The bright yellow areas in the density map highlight the most frequently discussed terms, including information system, adult, healthcare personnel, personnel management, and middle-aged. Surrounding these, the moderately yellow areas feature terms such as software, public health, hospital, and HRIS, indicating important but slightly less dominant themes. As the color shifts toward green and blue, the map reveals a wider range of keywords, including leadership, decision making, disease, epidemiology, infant, child, adolescent, healthcare cost, organization, and public sector. Overall, the density map complements the overlay visualization by illustrating not only the temporal evolution of digital HRM research but also the relative maturity and thematic intensity of different areas. While foundational topics like personnel management and digital systems remain central, the growing density around leadership, public health, and population-specific themes signals a broadening and deepening of the field, pointing to emerging directions and opportunities for future research. Overall, the overlay and density visualizations distinguish well-established research streams, such as digital HR systems and personnel management, from emerging and comparatively underdeveloped areas, including leadership, governance, and population-specific workforce strategies. These latter themes appear with lower density but increasing temporal prominence, indicating areas of growing scholarly attention rather than fully consolidated research domains.

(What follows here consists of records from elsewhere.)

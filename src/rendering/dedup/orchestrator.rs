use crate::rendering::dedup::cache_wipe::wipe_descriptor_cache;
use crate::rendering::dedup::registries::{BakedModelTable, DescriptorCache, ModelCache, ResourceRegistry, StaticRoots};
use crate::rendering::dedup::rules::register_host_rules;
use crate::rendering::model::baked::{BakedModel, CompactMultipartModel};
use crate::settings::DedupConfig;
use log::{debug, error, info, trace};
use modelfoam_intern::capability::Capabilities;
use modelfoam_intern::index::TypeStats;
use modelfoam_intern::rules::Registry;
use modelfoam_intern::{Deduplicator, Handle};
use std::sync::Arc;

#[derive(Debug, Default, Clone, PartialEq, Eq)]
pub struct DedupSummary {
    pub full_replacements: usize,
    pub partial_trims: usize,
    pub roots_visited: usize,
    pub failures: usize,
    /// Sorted by replacements, most replaced type first.
    pub per_type: Vec<(&'static str, TypeStats)>,
}

/// Receives the progress of a run. Bars can be nested.
pub trait ProgressSink {
    fn push(&mut self, title: &str, steps: usize);

    fn step(&mut self, message: &str);

    fn pop(&mut self);
}

struct Bar {
    title: String,
    steps: usize,
    current: usize,
}

/// Reports progress to the log.
#[derive(Default)]
pub struct LogProgress {
    bars: Vec<Bar>,
}

impl ProgressSink for LogProgress {
    fn push(&mut self, title: &str, steps: usize) {
        debug!("{} ({} steps)", title, steps);
        self.bars.push(Bar {
            title: title.to_string(),
            steps,
            current: 0,
        });
    }

    fn step(&mut self, message: &str) {
        if let Some(bar) = self.bars.last_mut() {
            bar.current += 1;
            info!("{} [{}/{}]: {}", bar.title, bar.current, bar.steps, message);
        }
    }

    fn pop(&mut self) {
        if let Some(bar) = self.bars.pop() {
            debug!("{} done", bar.title);
        }
    }
}

/// Feeds every long lived root of the host into one [`Deduplicator`].
pub struct Orchestrator {
    config: DedupConfig,
    registry: Arc<Registry>,
    progress: Box<dyn ProgressSink>,
}

impl Orchestrator {
    /// Fails if the rules for the foundational render types cannot be built.
    pub fn new(config: DedupConfig, capabilities: &Capabilities) -> anyhow::Result<Self> {
        let registry = register_host_rules(capabilities)?;
        debug!("Registered {} deduplication rules", registry.len());

        Ok(Self {
            config,
            registry: Arc::new(registry),
            progress: Box::new(LogProgress::default()),
        })
    }

    pub fn with_progress(mut self, progress: Box<dyn ProgressSink>) -> Self {
        self.progress = progress;
        self
    }

    pub fn config(&self) -> &DedupConfig {
        &self.config
    }

    /// Runs the pass, wiping `descriptors` first if configured to. A wiped cache keeps its built-in
    /// descriptors for the host, but the pass only sees an empty view of it.
    pub fn wipe_and_run(
        &mut self,
        resources: &dyn ResourceRegistry,
        descriptors: &mut dyn DescriptorCache,
        statics: &dyn StaticRoots,
        baked: &mut dyn BakedModelTable,
    ) -> DedupSummary {
        if !self.config.wipe_descriptor_cache {
            return self.run(resources, descriptors, statics, baked);
        }

        wipe_descriptor_cache(descriptors);
        self.run(resources, &ModelCache::new(), statics, baked)
    }

    pub fn run(
        &mut self,
        resources: &dyn ResourceRegistry,
        descriptors: &dyn DescriptorCache,
        statics: &dyn StaticRoots,
        baked: &mut dyn BakedModelTable,
    ) -> DedupSummary {
        profiling::scope!("Orchestrator::run");

        if !self.config.deduplicate {
            info!("Deduplication is disabled");
            return DedupSummary::default();
        }

        let mut dedup = Deduplicator::new(self.registry.clone(), self.config.max_recursion);
        let mut roots_visited = 0;

        // Registry keys become the canonical instances, the model files only repeat them.
        for key in resources.block_keys().into_iter().chain(resources.item_keys()) {
            if let Err(err) = dedup.seed(key as Handle) {
                debug!("Cannot seed a resource key: {}", err);
            }
        }

        let descriptor_keys = if self.config.deduplicate_descriptors {
            descriptors.keys()
        } else {
            Vec::new()
        };
        self.progress
            .push("Deduplicating", 2 + descriptor_keys.len());

        self.progress.step("Vertex formats");
        for format in statics.vertex_formats() {
            visit_root(&mut dedup, &mut roots_visited, format as Handle, "vertex format");
        }

        for key in descriptor_keys {
            self.progress.step(&format!("[{}]", key));
            let Some(descriptor) = descriptors.get(&key) else {
                error!("Descriptor {} vanished from the cache", key);
                continue;
            };

            if let Err(err) = dedup.seed(Arc::new(key) as Handle) {
                debug!("Cannot seed a descriptor key: {}", err);
            }
            visit_root(&mut dedup, &mut roots_visited, descriptor.handle(), "descriptor");
        }

        self.progress.step("Statistics");
        for array in statics.stat_arrays() {
            visit_root(&mut dedup, &mut roots_visited, array as Handle, "statistic array");
        }
        for stat in statics.all_stats() {
            visit_root(&mut dedup, &mut roots_visited, stat as Handle, "statistic");
        }

        self.progress.pop();

        if self.config.deduplicate_models {
            self.deduplicate_models(&mut dedup, &mut roots_visited, baked);
        }

        let summary = dedup.summary();
        info!(
            "Deduplicated {} (+ {}) objects.",
            summary.full_replacements, summary.partial_trims
        );

        let per_type = dedup.index().type_stats();
        for (name, stats) in per_type.iter().take(10) {
            debug!(
                "{}: {} replaced, {} trimmed, {} canonical, {} failed",
                name, stats.replaced, stats.trimmed, stats.registered, stats.failures
            );
        }

        DedupSummary {
            full_replacements: summary.full_replacements,
            partial_trims: summary.partial_trims,
            roots_visited,
            failures: summary.failures,
            per_type,
        }
    }

    fn deduplicate_models(&mut self, dedup: &mut Deduplicator, roots_visited: &mut usize, baked: &mut dyn BakedModelTable) {
        let keys = baked.keys();
        let step_every = self.config.step_every.max(1) as usize;
        self.progress
            .push("Deduplicating models", keys.len().div_ceil(step_every));

        for (i, key) in keys.iter().enumerate() {
            if i % step_every == 0 {
                self.progress
                    .step(&format!("{}/{}", i, keys.len()));
            }

            let Some(model) = baked.get(key) else {
                error!("Baked model {} vanished from the registry", key);
                continue;
            };

            let (model, compacted) = match model {
                BakedModel::Multipart(multipart) => {
                    dedup.record_replacement("MultipartBakedModel");
                    let compact = CompactMultipartModel::from(multipart.as_ref());
                    (BakedModel::CompactMultipart(Arc::new(compact)), true)
                }
                model => (model, false),
            };

            profiling::scope!("Deduplicating model");
            *roots_visited += 1;
            let canonical = dedup.deduplicate_root(model.handle());
            match BakedModel::from_handle(canonical) {
                Some(canonical) if compacted || !canonical.same_instance(&model) => baked.put(key.clone(), canonical),
                Some(_) => {}
                None => error!("Deduplicating {} did not yield a baked model", key),
            }
        }

        self.progress.pop();
    }
}

fn visit_root(dedup: &mut Deduplicator, roots_visited: &mut usize, root: Handle, kind: &str) {
    profiling::scope!("Deduplicating root");
    trace!("Deduplicating {}", kind);

    let failures = dedup.index().failures();
    *roots_visited += 1;
    // Static roots are referenced from elsewhere, only their insides are rewritten.
    dedup.deduplicate_root(root);

    if dedup.index().failures() > failures {
        debug!(
            "{} parts of a {} could not be deduplicated",
            dedup.index().failures() - failures,
            kind
        );
    }
}
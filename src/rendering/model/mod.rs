/// Render-ready models, produced from descriptors by the bakers.
pub mod baked;
/// Unbaked model descriptions as they come from the model files.
pub mod descriptor;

Citation-based analysis indicated that the most cited works, such as Tursunbayeva et al. (2016) and Alam et al. (2016), served as conceptual anchors shaping digital HRM discourse. The dominance of research from the U.S. and U.K. aligns with their early digital maturity, while increasing publications from LMICs demonstrate expanding inclusivity and policy relevance.
Discussion
This study suggests that research on digital HRM in healthcare is shifting from a predominantly technology-focused perspective toward a more strategic and governance-oriented approach. The increase in publications, particularly after 2018, reflects growing attention to digital HRM as part of broader efforts to strengthen health system resilience, a shift likely shaped in part by the COVID-19 pandemic. At the same time, the concentration of research in high-resource settings points to a need for more context-specific evidence from lower-resource settings. The emerging emphasis on leadership, strategic planning, and workforce management also indicates a broader rethinking of digital HRM, positioning it as a component of workforce governance and system coordination rather than solely a technical solution.
The growth in publications on digital HRM in healthcare aligns with the increasing demand for digital solutions to workforce management, particularly in response to global challenges like health worker shortages and the COVID-19 pandemic. 15 While this distribution underscores the relevance of digital HRM worldwide, it also highlights the predominance of high-resource settings in shaping the discourse. The U.S.’s leadership is consistent with earlier bibliometric studies, 8 while India’s growing output points to rising interest in digitized HR strategies within developing health systems. 16 Though the field is still maturing, 9 the international participation indicates its broadening scope. Expanding comparative and collaborative studies across regions could enhance the global applicability and transferability of digital HRM innovations.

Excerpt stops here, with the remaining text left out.